------ Data records ------
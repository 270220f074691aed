//! Compact text notation for flat list documents used across the unit tests.
//!
//! One block per line, two spaces per indent level:
//!
//! ```text
//! * A          bulleted item, item id "a"
//! # B {x}      numbered item with item id "x"
//! + B2         another block of the latest item at this indent
//! ?todo C      item of the custom type "todo"
//! plain        block without list attributes
//! ```

use crate::lists::query;
use crate::model::{
    AttributeSchema, Block, BlockId, BlockStore, IdSource, ListAttributes, ListType, NewBlock,
};

fn split_id(rest: &str) -> (&str, Option<&str>) {
    if let Some(body) = rest.strip_suffix('}')
        && let Some((text, id)) = body.rsplit_once(" {")
    {
        return (text, Some(id));
    }
    (rest, None)
}

pub fn parse(doc: &str) -> Vec<NewBlock> {
    let mut parsed: Vec<NewBlock> = Vec::new();
    for line in doc.lines() {
        let line = line.trim_end();
        if line.trim().is_empty() {
            continue;
        }
        let content = line.trim_start_matches(' ');
        let indent = (line.len() - content.len()) / 2;

        let (marker, rest) = match content.split_once(' ') {
            Some((marker, rest)) if matches!(marker, "*" | "#" | "+") || marker.starts_with('?') => {
                (marker, rest)
            }
            _ => {
                parsed.push(NewBlock::paragraph(content));
                continue;
            }
        };
        let (text, id) = split_id(rest);

        let list = match marker {
            "+" => {
                let mut list = parsed
                    .iter()
                    .rev()
                    .filter_map(|block| block.list.as_ref())
                    .find(|list| list.indent == indent)
                    .cloned()
                    .unwrap_or_else(|| panic!("no item to continue for {text:?}"));
                if let Some(id) = id {
                    list.item_id = id.into();
                }
                list
            }
            _ => {
                let list_type = match marker {
                    "*" => ListType::Bulleted,
                    "#" => ListType::Numbered,
                    custom => ListType::Custom(custom[1..].to_string()),
                };
                let id = id.map_or_else(|| text.to_lowercase(), str::to_string);
                ListAttributes::new(id, indent, list_type)
            }
        };
        parsed.push(NewBlock::paragraph(text).with_list(list));
    }
    parsed
}

/// Blocks of `doc` with ids 1..=n.
pub fn parse_blocks(doc: &str) -> Vec<Block> {
    parse(doc)
        .into_iter()
        .enumerate()
        .map(|(index, block)| Block {
            id: BlockId(index as u64 + 1),
            content: block.content,
            list: block.list,
            extra: block.extra,
        })
        .collect()
}

/// A store holding `doc`; fresh item ids come out as `n1`, `n2`, ...
pub fn store_from(doc: &str) -> BlockStore {
    BlockStore::with_blocks(
        AttributeSchema::default(),
        IdSource::sequential("n"),
        parse(doc),
    )
    .unwrap()
}

pub fn position(blocks: &[Block], text: &str) -> usize {
    blocks
        .iter()
        .position(|block| block.content.text == text)
        .unwrap_or_else(|| panic!("no block with text {text:?}"))
}

pub fn block_id(store: &BlockStore, text: &str) -> BlockId {
    store.blocks()[position(store.blocks(), text)].id
}

pub fn texts_at<'a>(blocks: &'a [Block], indices: &[usize]) -> Vec<&'a str> {
    indices
        .iter()
        .map(|&index| blocks[index].content.text.as_str())
        .collect()
}

/// Renders blocks back into the fixture notation, always printing item ids.
pub fn flat(blocks: &[Block]) -> String {
    let mut out = String::new();
    for (index, block) in blocks.iter().enumerate() {
        let Some(list) = &block.list else {
            out.push_str(&block.content.text);
            out.push('\n');
            continue;
        };
        let marker = if !query::is_first_block_of_item(blocks, index) {
            "+".to_string()
        } else {
            match &list.list_type {
                ListType::Bulleted => "*".to_string(),
                ListType::Numbered => "#".to_string(),
                ListType::Custom(name) => format!("?{name}"),
            }
        };
        out.push_str(&format!(
            "{}{marker} {} {{{}}}\n",
            "  ".repeat(list.indent),
            block.content.text,
            list.item_id
        ));
    }
    out
}

#[test]
fn test_fixture_round_trips_through_flat() {
    let doc = "\
* A {a}
+ A2 {a}
  # B {x}
    ?todo C {c}
plain
";
    assert_eq!(flat(&parse_blocks(doc)), doc);
}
------
Work order — Gather from the data above every line with the string "marker".

Answer —
        let (marker, rest) = match content.split_once(' ') {
            Some((marker, rest)) if matches!(marker, "*" | "#" | "+") || marker.starts_with('?') => {
                (marker, rest)
        let list = match marker {
                let list_type = match marker {
        let marker = if !query::is_first_block_of_item(blocks, index) {
            "{}{marker} {} {{{}}}\n",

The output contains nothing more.